Whenever lifelong Pittsburgh Pirates fans gather,
someone will always recall that he was at Forbes Field
on Oct. 13, 1960, when Bill Mazeroski hit his
bottom-of-the-ninth,
seventh-game home run
to defeat the hated Yankees, 10-9.
Others remember June 28, 1970, when Mazeroski fielded a
high chopper, then stepped on second for the force out
that brought down the curtain after 61 years on what
Pirates announcer Bob Prince referred to as Lady Forbes.
But I'm probably the only Pirates fan in Pittsburgh who
can say that in 1956 he saw Maz as a 20-year-old minor
league sprout play for the Pacific Coast League
Hollywood Stars, then the Bucco's top farm team.

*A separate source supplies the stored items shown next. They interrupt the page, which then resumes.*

//! Pipeline composition and execution for cross-link quantification.

mod config;
mod runner;

pub use config::QuantConfig;
pub use runner::{run_quantification, Pipeline, PipelineReport, PipelineStep, Quantification};
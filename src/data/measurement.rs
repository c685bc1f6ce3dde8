//! Raw abundance measurements.

use crate::data::schema::{IdLevel, Schema};
use crate::data::table::{open_reader, parse_float, ColumnIndex};
use crate::error::{QuantError, Result};
use serde::{Deserialize, Serialize};
use std::collections::HashSet;
use std::path::Path;

/// Isotope label channel.
#[derive(Debug, Clone, Copy, PartialEq, Eq, Hash, PartialOrd, Ord, Serialize, Deserialize)]
#[serde(rename_all = "lowercase")]
pub enum WeightType {
    Light,
    Heavy,
}

impl WeightType {
    /// Get the descriptive name.
    pub fn name(&self) -> &'static str {
        match self {
            Self::Light => "light",
            Self::Heavy => "heavy",
        }
    }
}

impl std::str::FromStr for WeightType {
    type Err = String;

    fn from_str(s: &str) -> std::result::Result<Self, Self::Err> {
        match s.to_ascii_lowercase().as_str() {
            "light" => Ok(Self::Light),
            "heavy" => Ok(Self::Heavy),
            other => Err(format!("unknown weight type '{}'", other)),
        }
    }
}

/// Cross-link topology.
#[derive(Debug, Clone, Copy, PartialEq, Eq, Hash, Serialize, Deserialize)]
#[serde(rename_all = "lowercase")]
pub enum LinkType {
    Monolink,
    Xlink,
    Intralink,
}

impl LinkType {
    /// Get the descriptive name.
    pub fn name(&self) -> &'static str {
        match self {
            Self::Monolink => "monolink",
            Self::Xlink => "xlink",
            Self::Intralink => "intralink",
        }
    }
}

impl std::str::FromStr for LinkType {
    type Err = String;

    fn from_str(s: &str) -> std::result::Result<Self, Self::Err> {
        match s.to_ascii_lowercase().as_str() {
            "monolink" | "mono" => Ok(Self::Monolink),
            "xlink" | "crosslink" => Ok(Self::Xlink),
            "intralink" | "loop" | "looplink" => Ok(Self::Intralink),
            other => Err(format!("unknown link type '{}'", other)),
        }
    }
}

/// One observed abundance value.
#[derive(Debug, Clone, PartialEq, Serialize, Deserialize)]
pub struct MeasurementRow {
    /// Identifier at the table's grouping level. Empty means missing.
    pub identifier: String,
    /// Experiment label. Empty means missing.
    pub experiment: String,
    /// Biological replicate ordinal.
    pub bio_rep: Option<u32>,
    /// Technical replicate ordinal.
    pub tech_rep: Option<u32>,
    /// Isotope channel, unset for non-labelled data.
    pub weight: Option<WeightType>,
    /// Abundance; NaN marks a missing measurement.
    pub abundance: f64,
    /// Link topology, when annotated.
    pub link_type: Option<LinkType>,
    /// Upstream violation annotation, when non-empty.
    pub violation: Option<String>,
}

impl MeasurementRow {
    /// Create a row with only the mandatory attributes set.
    pub fn new(identifier: &str, experiment: &str, bio_rep: u32, abundance: f64) -> Self {
        Self {
            identifier: identifier.to_string(),
            experiment: experiment.to_string(),
            bio_rep: Some(bio_rep),
            tech_rep: Some(1),
            weight: None,
            abundance,
            link_type: None,
            violation: None,
        }
    }

    /// Set the technical replicate.
    pub fn tech(mut self, tech_rep: u32) -> Self {
        self.tech_rep = Some(tech_rep);
        self
    }

    /// Set the isotope channel.
    pub fn weight(mut self, weight: WeightType) -> Self {
        self.weight = Some(weight);
        self
    }

    /// Set the link type.
    pub fn link(mut self, link_type: LinkType) -> Self {
        self.link_type = Some(link_type);
        self
    }

    /// Set the upstream violation annotation.
    pub fn violation(mut self, violation: &str) -> Self {
        self.violation = Some(violation.to_string());
        self
    }

    /// Check whether the abundance is missing.
    pub fn is_missing(&self) -> bool {
        self.abundance.is_nan()
    }
}

/// A set of measurement rows at one identifier level.
#[derive(Debug, Clone)]
pub struct MeasurementTable {
    level: IdLevel,
    rows: Vec<MeasurementRow>,
}

impl MeasurementTable {
    /// Create a table from rows.
    pub fn new(level: IdLevel, rows: Vec<MeasurementRow>) -> Self {
        Self { level, rows }
    }

    /// Load a measurement table from a delimited file.
    ///
    /// The identifier column for `level` must exist; the experiment,
    /// biological replicate and abundance columns are required too. Technical
    /// replicate, weight type, link type and violation columns are optional.
    pub fn from_csv<P: AsRef<Path>>(
        path: P,
        schema: &Schema,
        level: IdLevel,
        missing_token: &str,
    ) -> Result<Self> {
        let name = path.as_ref().display().to_string();
        let mut reader = open_reader(&path)?;
        let columns = ColumnIndex::new(&name, reader.headers()?);

        if !columns.contains(&schema.uid) && !columns.contains(&schema.uxid) {
            return Err(QuantError::MissingColumn {
                column: format!("{} or {}", schema.uid, schema.uxid),
                table: name,
            });
        }
        let id_col = columns.require(schema.id_column(level))?;
        let exp_col = columns.require(&schema.experiment)?;
        let bio_col = columns.require(&schema.bio_rep)?;
        let area_col = columns.require(&schema.abundance)?;
        let tech_col = columns.optional(&schema.tech_rep);
        let weight_col = columns.optional(&schema.weight_type);
        let link_col = columns.optional(&schema.link_type);
        let vio_col = columns.optional(&schema.violation);

        let mut rows = Vec::new();
        for (row_idx, record) in reader.records().enumerate() {
            let record = record?;
            let field = |col: usize| record.get(col).unwrap_or("").trim();

            let abundance = parse_abundance(field(area_col), missing_token, &schema.abundance, row_idx)?;
            let bio_rep = parse_ordinal(field(bio_col), missing_token, &schema.bio_rep, row_idx)?;
            let tech_rep = match tech_col {
                Some(c) => parse_ordinal(field(c), missing_token, &schema.tech_rep, row_idx)?,
                None => Some(1),
            };
            let weight = match weight_col {
                Some(c) => parse_enum::<WeightType>(field(c), missing_token, &schema.weight_type, row_idx)?,
                None => None,
            };
            let link_type = match link_col {
                Some(c) => parse_enum::<LinkType>(field(c), missing_token, &schema.link_type, row_idx)?,
                None => None,
            };
            let violation = vio_col
                .map(field)
                .filter(|v| !v.is_empty() && *v != missing_token)
                .map(String::from);

            rows.push(MeasurementRow {
                identifier: field(id_col).to_string(),
                experiment: field(exp_col).to_string(),
                bio_rep,
                tech_rep,
                weight,
                abundance,
                link_type,
                violation,
            });
        }

        if rows.is_empty() {
            return Err(QuantError::EmptyData(format!("No measurement rows in {}", name)));
        }

        tracing::debug!(table = %name, rows = rows.len(), level = level.name(), "loaded measurements");
        Ok(Self { level, rows })
    }

    /// Concatenate several tables at the same level.
    pub fn concat(tables: Vec<MeasurementTable>) -> Result<Self> {
        let mut iter = tables.into_iter();
        let mut first = iter
            .next()
            .ok_or_else(|| QuantError::EmptyData("No measurement tables to concatenate".to_string()))?;
        for table in iter {
            if table.level != first.level {
                return Err(QuantError::InvalidParameter(format!(
                    "Cannot concatenate {} and {} tables",
                    first.level.name(),
                    table.level.name()
                )));
            }
            first.rows.extend(table.rows);
        }
        Ok(first)
    }

    /// Identifier level.
    pub fn level(&self) -> IdLevel {
        self.level
    }

    /// All rows.
    pub fn rows(&self) -> &[MeasurementRow] {
        &self.rows
    }

    /// Consume into rows.
    pub fn into_rows(self) -> Vec<MeasurementRow> {
        self.rows
    }

    /// Number of rows.
    pub fn len(&self) -> usize {
        self.rows.len()
    }

    /// Check if empty.
    pub fn is_empty(&self) -> bool {
        self.rows.is_empty()
    }

    /// Experiments in order of first appearance.
    pub fn experiments(&self) -> Vec<String> {
        experiments_in_order(&self.rows)
    }
}

/// Distinct non-empty experiment labels in order of first appearance.
pub fn experiments_in_order(rows: &[MeasurementRow]) -> Vec<String> {
    let mut seen = HashSet::new();
    rows.iter()
        .filter(|r| !r.experiment.is_empty())
        .filter(|r| seen.insert(r.experiment.clone()))
        .map(|r| r.experiment.clone())
        .collect()
}

/// Abundances are non-negative; the missing token maps to NaN.
fn parse_abundance(raw: &str, missing_token: &str, column: &str, row: usize) -> Result<f64> {
    let v = parse_float(raw, missing_token, column, row)?;
    if v < 0.0 {
        return Err(QuantError::InvalidValue {
            value: raw.to_string(),
            column: column.to_string(),
            row,
        });
    }
    Ok(v)
}

fn parse_ordinal(raw: &str, missing_token: &str, column: &str, row: usize) -> Result<Option<u32>> {
    let v = parse_float(raw, missing_token, column, row)?;
    if v.is_nan() {
        return Ok(None);
    }
    if v < 0.0 || v.fract() != 0.0 || v > u32::MAX as f64 {
        return Err(QuantError::InvalidValue {
            value: raw.to_string(),
            column: column.to_string(),
            row,
        });
    }
    Ok(Some(v as u32))
}

fn parse_enum<T: std::str::FromStr>(
    raw: &str,
    missing_token: &str,
    column: &str,
    row: usize,
) -> Result<Option<T>> {
    if raw.is_empty() || raw == missing_token {
        return Ok(None);
    }
    raw.parse::<T>().map(Some).map_err(|_| QuantError::InvalidValue {
        value: raw.to_string(),
        column: column.to_string(),
        row,
    })
}

#[cfg(test)]
mod tests {
    use super::*;
    use std::io::Write;
    use tempfile::Builder;

    fn write_table(suffix: &str, content: &str) -> tempfile::NamedTempFile {
        let mut file = Builder::new().suffix(suffix).tempfile().unwrap();
        write!(file, "{}", content).unwrap();
        file.flush().unwrap();
        file
    }

    #[test]
    fn test_from_csv_reads_all_roles() {
        let file = write_table(
            ".csv",
            "b_peptide_uID,b_peptide_uxID,exp_name,exp_biol_rep,exp_tech_rep,weight_type,ms1_area_sum,link_type,violation\n\
             p1,x1,E1,1,1,light,100.5,xlink,\n\
             p2,x1,E1,1,2,heavy,-,monolink,missing_channel\n",
        );
        let table = MeasurementTable::from_csv(file.path(), &Schema::default(), IdLevel::Uxid, "-").unwrap();

        assert_eq!(table.len(), 2);
        let rows = table.rows();
        assert_eq!(rows[0].identifier, "x1");
        assert_eq!(rows[0].weight, Some(WeightType::Light));
        assert_eq!(rows[0].link_type, Some(LinkType::Xlink));
        assert_eq!(rows[0].violation, None);
        assert_eq!(rows[1].tech_rep, Some(2));
        assert!(rows[1].is_missing());
        assert_eq!(rows[1].violation.as_deref(), Some("missing_channel"));
    }

    #[test]
    fn test_from_xls_is_tab_delimited() {
        let file = write_table(
            ".xls",
            "b_peptide_uID\texp_name\texp_biol_rep\tms1_area_sum\n\
             p1\tE1\t1\t5\n\
             p1\tE1\t2\t-\n",
        );
        let table = MeasurementTable::from_csv(file.path(), &Schema::default(), IdLevel::Uid, "-").unwrap();
        assert_eq!(table.len(), 2);
        assert_eq!(table.rows()[0].tech_rep, Some(1));
        assert!(table.rows()[1].abundance.is_nan());
    }

    #[test]
    fn test_missing_identifier_is_fatal() {
        let file = write_table(".csv", "protein,exp_name,exp_biol_rep,ms1_area_sum\nA,E1,1,5\n");
        let err = MeasurementTable::from_csv(file.path(), &Schema::default(), IdLevel::Uxid, "-");
        assert!(matches!(err, Err(QuantError::MissingColumn { .. })));
    }

    #[test]
    fn test_out_of_range_values_rejected() {
        let header = "b_peptide_uID,exp_name,exp_biol_rep,ms1_area_sum\n";
        for body in ["p1,E1,1e12,5\n", "p1,E1,1.5,5\n", "p1,E1,-1,5\n", "p1,E1,1,-5\n"] {
            let file = write_table(".csv", &format!("{}{}", header, body));
            let err = MeasurementTable::from_csv(file.path(), &Schema::default(), IdLevel::Uid, "-");
            assert!(matches!(err, Err(QuantError::InvalidValue { .. })), "accepted {}", body.trim());
        }

        let file = write_table(".csv", &format!("{}p1,E1,4294967295,0\n", header));
        let table = MeasurementTable::from_csv(file.path(), &Schema::default(), IdLevel::Uid, "-").unwrap();
        assert_eq!(table.rows()[0].bio_rep, Some(u32::MAX));
        assert_eq!(table.rows()[0].abundance, 0.0);
    }

    #[test]
    fn test_experiments_in_order() {
        let rows = vec![
            MeasurementRow::new("a", "E2", 1, 1.0),
            MeasurementRow::new("a", "E0", 1, 1.0),
            MeasurementRow::new("b", "E2", 1, 1.0),
        ];
        let table = MeasurementTable::new(IdLevel::Uxid, rows);
        assert_eq!(table.experiments(), vec!["E2".to_string(), "E0".to_string()]);
    }
}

In Hollywood with the Stars, I began my unusual,
indirect and six-decade long love affair with the
Pirates.
I grew up in Los Angeles when the Dodgers were still in
Brooklyn. The only professional team in town was the Los
Angeles Rams.
Southern California baseball fans rooted for either the
Stars or their bitter crosstown rivals, the Angels, a
Chicago Cubs minor league affiliate.
The Stars, or Twinks as they were often called,
was my team
for the simple reason that it had glamour.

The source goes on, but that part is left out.